=== Begin Enclosure ===

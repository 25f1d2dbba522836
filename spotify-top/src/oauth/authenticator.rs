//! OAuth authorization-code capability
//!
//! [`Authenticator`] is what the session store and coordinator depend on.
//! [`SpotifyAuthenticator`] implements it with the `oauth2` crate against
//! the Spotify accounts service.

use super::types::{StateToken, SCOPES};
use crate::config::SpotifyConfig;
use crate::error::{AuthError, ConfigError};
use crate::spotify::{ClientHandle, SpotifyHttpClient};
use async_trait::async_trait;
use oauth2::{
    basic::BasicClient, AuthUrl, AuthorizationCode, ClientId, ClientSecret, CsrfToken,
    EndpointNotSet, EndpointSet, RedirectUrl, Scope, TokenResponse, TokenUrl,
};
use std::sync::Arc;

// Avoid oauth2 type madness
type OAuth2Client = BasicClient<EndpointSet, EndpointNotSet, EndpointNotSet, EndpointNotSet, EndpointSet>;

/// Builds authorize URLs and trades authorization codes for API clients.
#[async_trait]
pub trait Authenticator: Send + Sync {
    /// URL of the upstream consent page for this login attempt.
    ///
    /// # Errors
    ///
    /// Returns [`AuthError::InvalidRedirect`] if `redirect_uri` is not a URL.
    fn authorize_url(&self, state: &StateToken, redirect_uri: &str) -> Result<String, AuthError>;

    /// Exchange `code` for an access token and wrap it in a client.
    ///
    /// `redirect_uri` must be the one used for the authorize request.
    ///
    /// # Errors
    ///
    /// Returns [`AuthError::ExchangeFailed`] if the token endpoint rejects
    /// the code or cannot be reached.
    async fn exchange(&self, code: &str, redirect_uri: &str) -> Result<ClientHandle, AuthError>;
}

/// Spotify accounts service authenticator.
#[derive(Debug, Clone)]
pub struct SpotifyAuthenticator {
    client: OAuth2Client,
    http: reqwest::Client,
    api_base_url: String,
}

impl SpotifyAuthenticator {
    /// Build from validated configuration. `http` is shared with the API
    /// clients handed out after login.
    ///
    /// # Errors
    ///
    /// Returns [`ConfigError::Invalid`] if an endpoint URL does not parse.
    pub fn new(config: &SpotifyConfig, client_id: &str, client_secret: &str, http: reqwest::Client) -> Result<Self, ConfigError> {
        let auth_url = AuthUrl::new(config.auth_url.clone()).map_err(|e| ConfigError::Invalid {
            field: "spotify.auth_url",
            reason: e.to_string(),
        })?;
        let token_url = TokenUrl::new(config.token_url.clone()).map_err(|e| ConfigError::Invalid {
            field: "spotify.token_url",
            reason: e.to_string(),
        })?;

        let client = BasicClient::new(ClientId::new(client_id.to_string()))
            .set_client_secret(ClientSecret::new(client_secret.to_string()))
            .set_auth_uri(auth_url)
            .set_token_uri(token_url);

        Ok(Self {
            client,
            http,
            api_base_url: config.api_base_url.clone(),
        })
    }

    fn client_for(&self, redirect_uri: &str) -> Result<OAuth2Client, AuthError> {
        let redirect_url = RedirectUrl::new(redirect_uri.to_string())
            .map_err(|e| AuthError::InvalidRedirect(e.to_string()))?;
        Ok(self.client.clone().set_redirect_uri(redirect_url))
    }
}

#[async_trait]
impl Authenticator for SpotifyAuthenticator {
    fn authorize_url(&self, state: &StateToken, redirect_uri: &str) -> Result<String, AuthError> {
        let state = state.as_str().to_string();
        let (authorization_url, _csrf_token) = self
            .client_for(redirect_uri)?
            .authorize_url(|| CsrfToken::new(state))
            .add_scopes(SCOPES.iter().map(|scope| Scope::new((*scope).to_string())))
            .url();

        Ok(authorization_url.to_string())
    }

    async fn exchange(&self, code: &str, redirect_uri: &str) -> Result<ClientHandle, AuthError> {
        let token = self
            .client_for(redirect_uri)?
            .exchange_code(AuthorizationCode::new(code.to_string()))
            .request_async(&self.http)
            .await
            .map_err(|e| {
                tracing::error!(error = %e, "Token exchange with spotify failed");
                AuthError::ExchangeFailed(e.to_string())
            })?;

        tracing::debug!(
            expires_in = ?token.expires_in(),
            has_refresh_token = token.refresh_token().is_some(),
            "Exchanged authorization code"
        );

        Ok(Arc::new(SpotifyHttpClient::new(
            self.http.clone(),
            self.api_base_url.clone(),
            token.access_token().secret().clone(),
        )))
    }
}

=== End Enclosure ===
=== Begin Enclosure ===

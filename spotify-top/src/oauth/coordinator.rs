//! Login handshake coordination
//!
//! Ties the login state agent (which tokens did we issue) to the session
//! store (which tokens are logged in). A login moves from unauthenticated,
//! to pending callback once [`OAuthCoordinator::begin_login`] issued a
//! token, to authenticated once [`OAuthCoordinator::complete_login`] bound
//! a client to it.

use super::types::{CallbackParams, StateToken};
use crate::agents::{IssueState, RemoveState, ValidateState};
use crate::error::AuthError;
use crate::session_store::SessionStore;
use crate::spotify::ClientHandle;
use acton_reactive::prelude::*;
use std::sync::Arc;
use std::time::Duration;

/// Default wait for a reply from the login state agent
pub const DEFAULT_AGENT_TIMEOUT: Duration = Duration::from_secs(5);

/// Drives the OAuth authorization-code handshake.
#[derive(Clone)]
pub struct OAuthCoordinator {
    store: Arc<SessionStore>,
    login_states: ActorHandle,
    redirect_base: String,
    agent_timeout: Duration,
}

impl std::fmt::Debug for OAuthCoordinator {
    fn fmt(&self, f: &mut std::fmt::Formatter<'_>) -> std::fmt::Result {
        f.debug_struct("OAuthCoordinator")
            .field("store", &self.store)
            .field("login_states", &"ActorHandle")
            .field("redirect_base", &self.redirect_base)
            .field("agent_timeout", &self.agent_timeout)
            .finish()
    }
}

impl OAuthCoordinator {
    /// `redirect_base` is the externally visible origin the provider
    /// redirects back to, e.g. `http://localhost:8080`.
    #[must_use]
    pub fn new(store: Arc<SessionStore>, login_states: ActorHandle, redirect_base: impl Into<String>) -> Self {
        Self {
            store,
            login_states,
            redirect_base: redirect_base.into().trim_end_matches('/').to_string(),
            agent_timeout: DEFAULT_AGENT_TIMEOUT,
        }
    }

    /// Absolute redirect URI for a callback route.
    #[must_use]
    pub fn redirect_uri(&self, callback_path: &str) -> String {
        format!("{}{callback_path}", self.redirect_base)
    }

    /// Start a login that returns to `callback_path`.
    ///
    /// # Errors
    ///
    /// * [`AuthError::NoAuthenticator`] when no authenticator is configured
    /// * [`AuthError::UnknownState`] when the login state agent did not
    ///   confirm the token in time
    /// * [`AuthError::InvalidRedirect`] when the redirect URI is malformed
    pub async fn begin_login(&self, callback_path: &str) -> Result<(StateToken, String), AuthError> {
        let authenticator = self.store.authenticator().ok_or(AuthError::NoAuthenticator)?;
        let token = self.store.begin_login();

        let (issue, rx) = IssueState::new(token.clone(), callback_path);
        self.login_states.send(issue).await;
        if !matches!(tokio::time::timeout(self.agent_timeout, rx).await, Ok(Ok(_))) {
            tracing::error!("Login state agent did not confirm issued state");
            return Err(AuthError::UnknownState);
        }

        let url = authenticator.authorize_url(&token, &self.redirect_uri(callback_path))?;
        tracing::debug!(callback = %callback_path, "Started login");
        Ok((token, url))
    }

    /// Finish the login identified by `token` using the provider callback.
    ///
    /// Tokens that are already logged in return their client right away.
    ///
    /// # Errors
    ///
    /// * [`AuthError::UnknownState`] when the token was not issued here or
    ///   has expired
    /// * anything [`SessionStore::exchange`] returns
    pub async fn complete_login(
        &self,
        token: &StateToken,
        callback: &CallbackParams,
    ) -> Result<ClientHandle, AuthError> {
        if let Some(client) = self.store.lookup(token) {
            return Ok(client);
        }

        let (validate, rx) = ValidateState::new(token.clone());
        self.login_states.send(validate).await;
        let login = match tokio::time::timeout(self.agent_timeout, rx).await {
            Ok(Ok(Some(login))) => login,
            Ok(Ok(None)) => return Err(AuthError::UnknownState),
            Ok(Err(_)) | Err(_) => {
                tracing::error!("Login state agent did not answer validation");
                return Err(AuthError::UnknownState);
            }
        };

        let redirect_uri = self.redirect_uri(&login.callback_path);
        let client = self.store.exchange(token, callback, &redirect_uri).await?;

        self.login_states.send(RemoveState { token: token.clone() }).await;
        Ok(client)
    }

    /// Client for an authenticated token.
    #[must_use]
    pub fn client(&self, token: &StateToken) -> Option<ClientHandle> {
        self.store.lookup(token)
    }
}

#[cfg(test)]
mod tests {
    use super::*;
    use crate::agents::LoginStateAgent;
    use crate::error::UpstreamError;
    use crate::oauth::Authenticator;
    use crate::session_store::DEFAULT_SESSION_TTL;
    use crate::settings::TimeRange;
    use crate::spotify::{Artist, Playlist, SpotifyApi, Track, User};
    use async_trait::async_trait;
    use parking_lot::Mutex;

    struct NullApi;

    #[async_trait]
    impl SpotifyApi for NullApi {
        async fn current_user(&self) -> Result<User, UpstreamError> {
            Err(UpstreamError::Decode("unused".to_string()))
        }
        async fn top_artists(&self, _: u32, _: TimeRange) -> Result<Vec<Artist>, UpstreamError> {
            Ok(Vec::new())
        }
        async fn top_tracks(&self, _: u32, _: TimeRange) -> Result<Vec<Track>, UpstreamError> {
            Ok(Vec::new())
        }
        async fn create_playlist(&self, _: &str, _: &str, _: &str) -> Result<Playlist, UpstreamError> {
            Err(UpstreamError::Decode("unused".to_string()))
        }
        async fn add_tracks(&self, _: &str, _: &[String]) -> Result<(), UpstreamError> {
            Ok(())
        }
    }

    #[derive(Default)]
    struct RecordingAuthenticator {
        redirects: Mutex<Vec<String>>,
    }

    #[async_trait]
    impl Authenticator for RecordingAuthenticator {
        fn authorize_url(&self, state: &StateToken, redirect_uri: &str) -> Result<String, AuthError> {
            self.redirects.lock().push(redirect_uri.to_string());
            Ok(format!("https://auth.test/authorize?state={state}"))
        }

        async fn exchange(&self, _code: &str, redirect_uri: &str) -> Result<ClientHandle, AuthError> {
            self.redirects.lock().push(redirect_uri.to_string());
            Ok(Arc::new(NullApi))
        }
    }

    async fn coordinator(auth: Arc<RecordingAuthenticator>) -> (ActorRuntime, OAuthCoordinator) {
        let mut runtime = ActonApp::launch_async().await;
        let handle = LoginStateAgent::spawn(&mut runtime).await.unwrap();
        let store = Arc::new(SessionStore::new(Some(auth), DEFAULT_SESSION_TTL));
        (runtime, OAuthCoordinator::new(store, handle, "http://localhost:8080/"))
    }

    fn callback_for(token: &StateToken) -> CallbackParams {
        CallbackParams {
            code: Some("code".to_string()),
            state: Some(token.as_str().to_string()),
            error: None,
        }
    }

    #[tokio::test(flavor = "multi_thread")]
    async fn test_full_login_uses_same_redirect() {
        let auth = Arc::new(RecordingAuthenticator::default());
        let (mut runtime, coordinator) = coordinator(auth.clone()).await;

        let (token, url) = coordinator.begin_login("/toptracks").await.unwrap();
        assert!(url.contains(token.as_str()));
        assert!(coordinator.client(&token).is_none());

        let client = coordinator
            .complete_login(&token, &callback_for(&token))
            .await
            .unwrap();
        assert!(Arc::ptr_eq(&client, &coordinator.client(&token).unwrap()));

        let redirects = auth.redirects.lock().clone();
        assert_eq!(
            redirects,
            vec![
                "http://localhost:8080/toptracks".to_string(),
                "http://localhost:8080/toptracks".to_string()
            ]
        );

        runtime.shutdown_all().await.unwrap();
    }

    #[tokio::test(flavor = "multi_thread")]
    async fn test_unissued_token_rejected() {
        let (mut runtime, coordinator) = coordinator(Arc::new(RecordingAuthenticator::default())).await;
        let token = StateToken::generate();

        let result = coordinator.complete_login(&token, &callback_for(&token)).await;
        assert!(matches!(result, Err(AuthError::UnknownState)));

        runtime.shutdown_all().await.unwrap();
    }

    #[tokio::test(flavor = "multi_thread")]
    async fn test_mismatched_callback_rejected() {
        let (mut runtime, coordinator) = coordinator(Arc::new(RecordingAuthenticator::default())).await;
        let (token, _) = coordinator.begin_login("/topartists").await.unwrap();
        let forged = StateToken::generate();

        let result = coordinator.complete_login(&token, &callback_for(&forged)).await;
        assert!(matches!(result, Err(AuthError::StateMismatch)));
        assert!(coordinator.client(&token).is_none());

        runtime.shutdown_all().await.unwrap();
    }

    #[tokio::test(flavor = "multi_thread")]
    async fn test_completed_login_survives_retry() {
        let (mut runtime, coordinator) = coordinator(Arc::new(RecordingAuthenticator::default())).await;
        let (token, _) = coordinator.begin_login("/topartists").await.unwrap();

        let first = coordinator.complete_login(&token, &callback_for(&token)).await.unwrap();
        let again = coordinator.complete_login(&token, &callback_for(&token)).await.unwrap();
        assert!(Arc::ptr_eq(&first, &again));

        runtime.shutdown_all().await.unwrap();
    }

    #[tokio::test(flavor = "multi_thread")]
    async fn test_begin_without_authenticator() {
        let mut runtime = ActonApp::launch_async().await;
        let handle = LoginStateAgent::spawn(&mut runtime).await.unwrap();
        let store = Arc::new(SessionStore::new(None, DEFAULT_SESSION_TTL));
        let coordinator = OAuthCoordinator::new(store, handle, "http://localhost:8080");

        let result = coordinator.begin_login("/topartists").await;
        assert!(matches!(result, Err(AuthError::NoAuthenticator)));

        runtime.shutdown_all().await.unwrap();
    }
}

=== End Enclosure ===

[Aim of the task] If a line in the material above holds "ConfigError", copy it.

[Answer for the task]
use crate::error::{AuthError, ConfigError};
    /// Returns [`ConfigError::Invalid`] if an endpoint URL does not parse.
    pub fn new(config: &SpotifyConfig, client_id: &str, client_secret: &str, http: reqwest::Client) -> Result<Self, ConfigError> {
        let auth_url = AuthUrl::new(config.auth_url.clone()).map_err(|e| ConfigError::Invalid {
        let token_url = TokenUrl::new(config.token_url.clone()).map_err(|e| ConfigError::Invalid {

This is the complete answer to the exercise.